In the mid-1990s, after a snow storm on Mother’s Day, I decided I’d had enough of Vermont weather and began, with my husband, to explore other areas where the living might be a bit easier. One of our stops, Boone, North Carolina, held great promise. But in the end I realized, despite late season snows, Vermont really was my true home. Though I didn’t move to Boone, I wrote a book about it, a story about a boy and his father. That book, alas, was never completed, but a secondary character from the manuscript refused to remain in a file drawer. That character’s name was Justus Faulstich and she became the hero you know in JUST JUICE.
While researching a book I am insatiable. I want to know everything about my subject. I read thousands and thousands of pages. My brain crunches all of that research into a single story; details gleaned from my research rise up at just the right moment to illustrate the text. Of course, less than 2 percent of what I’ve read actually makes it into the finished book, but probably 80 percent of what I’ve learned is subtly woven into the story. When the book is finished I have no desire to return to that subject again. I feel as if I have exhausted the topic and the topic has exhausted me. And, therefore, I have little or no interest in writing sequels.

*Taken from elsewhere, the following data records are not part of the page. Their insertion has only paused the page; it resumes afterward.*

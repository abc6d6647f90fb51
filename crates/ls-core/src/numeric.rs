use crate::{CoreError, CoreResult};

/// Floating point type used throughout system
pub type Real = f64;

/// One tolerance for everything
#[derive(Clone, Copy, Debug)]
pub struct Tolerances {
    pub abs: Real,
    pub rel: Real,
}

impl Default for Tolerances {
    fn default() -> Self {
        Self {
            abs: 1e-12,
            rel: 1e-9,
        }
    }
}

pub fn nearly_equal(a: Real, b: Real, tol: Tolerances) -> bool {
    let diff = (a - b).abs();
    if diff <= tol.abs {
        return true;
    }
    diff <= tol.rel * a.abs().max(b.abs())
}

pub fn ensure_finite(v: Real, what: &'static str) -> CoreResult<Real> {
    if v.is_finite() {
        Ok(v)
    } else {
        Err(CoreError::NonFinite { what, value: v })
    }
}

/// Accepts finite, strictly positive values (sampling periods, time constants).
pub fn ensure_positive(v: Real, what: &'static str) -> CoreResult<Real> {
    if v.is_finite() && v > 0.0 {
        Ok(v)
    } else {
        Err(CoreError::invalid(format!("{what} must be positive and finite (got {v})")))
    }
}

/// Rejects any non-finite entry, naming the slice in the error.
pub fn ensure_all_finite(values: &[Real], what: &'static str) -> CoreResult<()> {
    match values.iter().find(|v| !v.is_finite()) {
        Some(&value) => Err(CoreError::NonFinite { what, value }),
        None => Ok(()),
    }
}
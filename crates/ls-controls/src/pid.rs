//! PID regulator.
//!
//! The control law is a pure function of configuration and state
//! ([`PIDController::update`]); [`PIDRegulator`] owns the state and plugs the
//! law into the loop as a SISO block.
//!
//! Features:
//! - Integral clamping to a configurable bound
//! - Conditional integration while the output is saturated
//! - First-order filtered derivative of the error, no kick on the first sample

use ls_core::{CoreResult, Real, SisoBlock, ensure_positive};
use serde::{Deserialize, Serialize};

use crate::error::{ControlError, ControlResult};

/// PID controller configuration.
#[derive(Debug, Clone, PartialEq, Serialize, Deserialize)]
pub struct PIDController {
    /// Proportional gain.
    pub kp: f64,
    /// Integral gain (per second).
    pub ki: f64,
    /// Derivative gain (seconds).
    pub kd: f64,
    /// Bound on the accumulated error integral (optional).
    #[serde(default, skip_serializing_if = "Option::is_none")]
    pub integral_limit: Option<f64>,
    /// Derivative filter time constant (seconds). 0 disables filtering.
    #[serde(default)]
    pub derivative_filter_s: f64,
    /// Minimum output value (optional).
    #[serde(default, skip_serializing_if = "Option::is_none")]
    pub out_min: Option<f64>,
    /// Maximum output value (optional).
    #[serde(default, skip_serializing_if = "Option::is_none")]
    pub out_max: Option<f64>,
}

impl PIDController {
    /// Create an unclamped PID controller.
    pub fn new(kp: f64, ki: f64, kd: f64) -> ControlResult<Self> {
        let pid = Self {
            kp,
            ki,
            kd,
            integral_limit: None,
            derivative_filter_s: 0.0,
            out_min: None,
            out_max: None,
        };
        pid.validate()?;
        Ok(pid)
    }

    /// Set integral windup limit.
    pub fn with_integral_limit(mut self, limit: f64) -> ControlResult<Self> {
        self.integral_limit = Some(limit);
        self.validate()?;
        Ok(self)
    }

    /// Set derivative filter time constant.
    pub fn with_derivative_filter(mut self, tau_s: f64) -> ControlResult<Self> {
        self.derivative_filter_s = tau_s;
        self.validate()?;
        Ok(self)
    }

    /// Set output limits.
    pub fn with_output_limits(mut self, out_min: f64, out_max: f64) -> ControlResult<Self> {
        self.out_min = Some(out_min);
        self.out_max = Some(out_max);
        self.validate()?;
        Ok(self)
    }

    pub fn validate(&self) -> ControlResult<()> {
        for (value, what) in [(self.kp, "kp"), (self.ki, "ki"), (self.kd, "kd")] {
            if !value.is_finite() {
                return Err(ControlError::invalid(format!("{what} must be finite (got {value})")));
            }
        }
        if let Some(limit) = self.integral_limit {
            if !(limit.is_finite() && limit > 0.0) {
                return Err(ControlError::invalid(format!(
                    "integral_limit must be positive (got {limit})"
                )));
            }
        }
        if !(self.derivative_filter_s.is_finite() && self.derivative_filter_s >= 0.0) {
            return Err(ControlError::invalid("derivative_filter_s must be non-negative"));
        }
        if let (Some(lo), Some(hi)) = (self.out_min, self.out_max) {
            if !(lo < hi) {
                return Err(ControlError::invalid("out_min must be less than out_max"));
            }
        }
        Ok(())
    }

    /// Compute controller output.
    ///
    /// # Arguments
    ///
    /// * `state` - Controller state (integral, last error, filtered derivative)
    /// * `pv` - Process variable (measured value)
    /// * `sp` - Setpoint (desired value)
    /// * `dt` - Sampling period (seconds)
    ///
    /// # Returns
    ///
    /// Updated state and output value.
    pub fn update(
        &self,
        state: &PIDControllerState,
        pv: f64,
        sp: f64,
        dt: f64,
    ) -> (PIDControllerState, f64) {
        // Error: e = sp - pv (positive error means PV is below setpoint)
        let error = sp - pv;

        let p_term = self.kp * error;

        // Integral term, clamped
        let new_integral = state.integral + error * dt;
        let clamped_integral = match self.integral_limit {
            Some(limit) => new_integral.clamp(-limit, limit),
            None => new_integral,
        };
        let i_term = self.ki * clamped_integral;

        // Derivative of the error, first-order filtered:
        // filt[n] = alpha * filt[n-1] + (1-alpha) * raw
        let raw_derivative = match state.prev_error {
            Some(prev) => (error - prev) / dt,
            None => 0.0,
        };
        let alpha = self.derivative_filter_s / (self.derivative_filter_s + dt);
        let filtered_derivative =
            alpha * state.filtered_derivative + (1.0 - alpha) * raw_derivative;
        let d_term = self.kd * filtered_derivative;

        let output_raw = p_term + i_term + d_term;
        let output = self.clamp_output(output_raw);

        // Anti-windup: keep the old integral while saturated
        let final_integral = if output == output_raw {
            clamped_integral
        } else {
            state.integral
        };

        let new_state = PIDControllerState {
            integral: final_integral,
            prev_error: Some(error),
            filtered_derivative,
        };

        (new_state, output)
    }

    fn clamp_output(&self, value: f64) -> f64 {
        let lower = self.out_min.map_or(value, |lo| value.max(lo));
        self.out_max.map_or(lower, |hi| lower.min(hi))
    }
}

/// PID controller state.
#[derive(Debug, Clone, PartialEq, Default, Serialize, Deserialize)]
pub struct PIDControllerState {
    /// Integral accumulator.
    pub integral: f64,
    /// Error from the previous sample, `None` before the first one.
    pub prev_error: Option<f64>,
    /// Filtered error derivative.
    pub filtered_derivative: f64,
}

/// A [`PIDController`] running at a fixed sampling period.
#[derive(Debug, Clone, PartialEq)]
pub struct PIDRegulator {
    controller: PIDController,
    state: PIDControllerState,
    period_s: Real,
    setpoint: Real,
}

impl PIDRegulator {
    pub fn new(controller: PIDController, period_s: Real) -> ControlResult<Self> {
        controller.validate()?;
        ensure_positive(period_s, "sampling period")?;
        Ok(Self {
            controller,
            state: PIDControllerState::default(),
            period_s,
            setpoint: 0.0,
        })
    }

    pub fn controller(&self) -> &PIDController {
        &self.controller
    }

    pub fn state(&self) -> &PIDControllerState {
        &self.state
    }

    pub fn sampling_period(&self) -> Real {
        self.period_s
    }

    pub fn set_setpoint(&mut self, setpoint: Real) {
        self.setpoint = setpoint;
    }
}

impl SisoBlock for PIDRegulator {
    fn reset(&mut self) {
        self.state = PIDControllerState::default();
        self.setpoint = 0.0;
    }

    fn step(&mut self, measured: Real, _t: Real) -> CoreResult<Real> {
        let (state, output) = self
            .controller
            .update(&self.state, measured, self.setpoint, self.period_s);
        self.state = state;
        Ok(output)
    }
}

As a reader, I find certain books linger with me for months, for years, and occasionally for decades. Books have kept me afloat when I wondered how much longer I could hold on. They have taught me about decency and integrity. Books have shown me how survival is possible even when the odds suggest otherwise. Books have also taught me the elegance and beauty and power of language, not just for the message it contains but for the simple way it rolls off the tongue, the way it delights and excites every sense. Do I expect to have the same impact on my readers that certain writers have had on me? No. But I am grateful for every reader and for each opportunity to communicate and to share. If the reader feels less alone as he or she spends time inside one of my books, that’s enough for me.
Ideas come from so many places. Sometimes, when I’m reading the work of other writers, I feel a finger of inspiration tickle my brain. I’ve transformed magazine and newspaper articles into novels and picture books. Concerts, lectures, documentaries, television and radio interviews can also become story catalysts. Occasionally a fan letter will open up a possible avenue to a story, or an overheard conversation in the doctor’s office, or someone sitting across the aisle from me in the theater. I trawl my own life, both my childhood and my adult years, for story ideas, too. Not every experience leads directly to a book, but every experience holds that potential within it.
Honestly, I am every character in every one of my books…the kind characters as well as the not-so-kind ones. Each character is a splinter off of my core personality, my shadow self; his or her flaws, assets, gifts, and burdens, are my own.
Though there have been discussions from time to time, my novels have never made it to film.
In this photo I’m wearing a scarf given to me as a gift by Karen Nelson Hoyle.
Don’t I look a bit like Rifka?
We did not have much money when I was young. But my mother was resourceful and creative with the money she had and I never felt marginalized in any way.
My father was a collection man and I would sometimes ride with him as he called on families living in isolation and deep poverty. His job was to collect a small amount of money each week/month from his customers who had bought refrigerators or televisions or stoves on the installment plan. My father offered genuine respect to his customers and they showed the same respect to my father.
I learned a lot on those days with my father about dignity and compassion.
Perhaps you see evidence of that in JUST JUICE.
Sometimes events in a writer’s life directly lead to a story idea. In the case of JUST JUICE, my family purchased a house we very much admired but could not have afforded at full price. The house had come on the market because the owner owed a significant amount in unpaid taxes. We paid their taxes and “owned” the house with the real owners for eleven months. During that time I imagined what it would be like to live in that house. I also imagined what it would be like to be the real owners looking at the prospect of losing their home. In the final weeks of that year in which we both “owned” the house, the real owners finally paid their back taxes, we were refunded our money, and we never stepped foot inside the house. I was full of regret. But I was also relieved for the home owners who did not have to surrender their home. JUST JUICE grew out of that experience.
I often take two years to complete a novel. OUT OF THE DUST took two years. PHOENIX RISING, two years. BROOKLYN BRIDGE, two years, too.
THE MUSIC OF DOLPHINS is also in the “two year” club.
I spend about a year doing research, another year writing and revising.
And no, I do not do the work on a deserted island under a palm tree. Most of the time I labor away in a tiny office in Vermont.
That’s such an interesting question. I do like nicknames. Often the story behind the nickname is entertaining or illuminating. I use nicknames in my books with some regularity. Often, a character does not have a clear understanding of who he or she is. A nickname is one of the tools in a writer’s toolbox. A nickname can help the reader learn more about the character, sometimes more than the character knows about her or himself.
I don’t believe I had a real nickname as a child. But my family has affectionately called me “fog” over the years because, I think, sometimes I’m not entirely visible to them.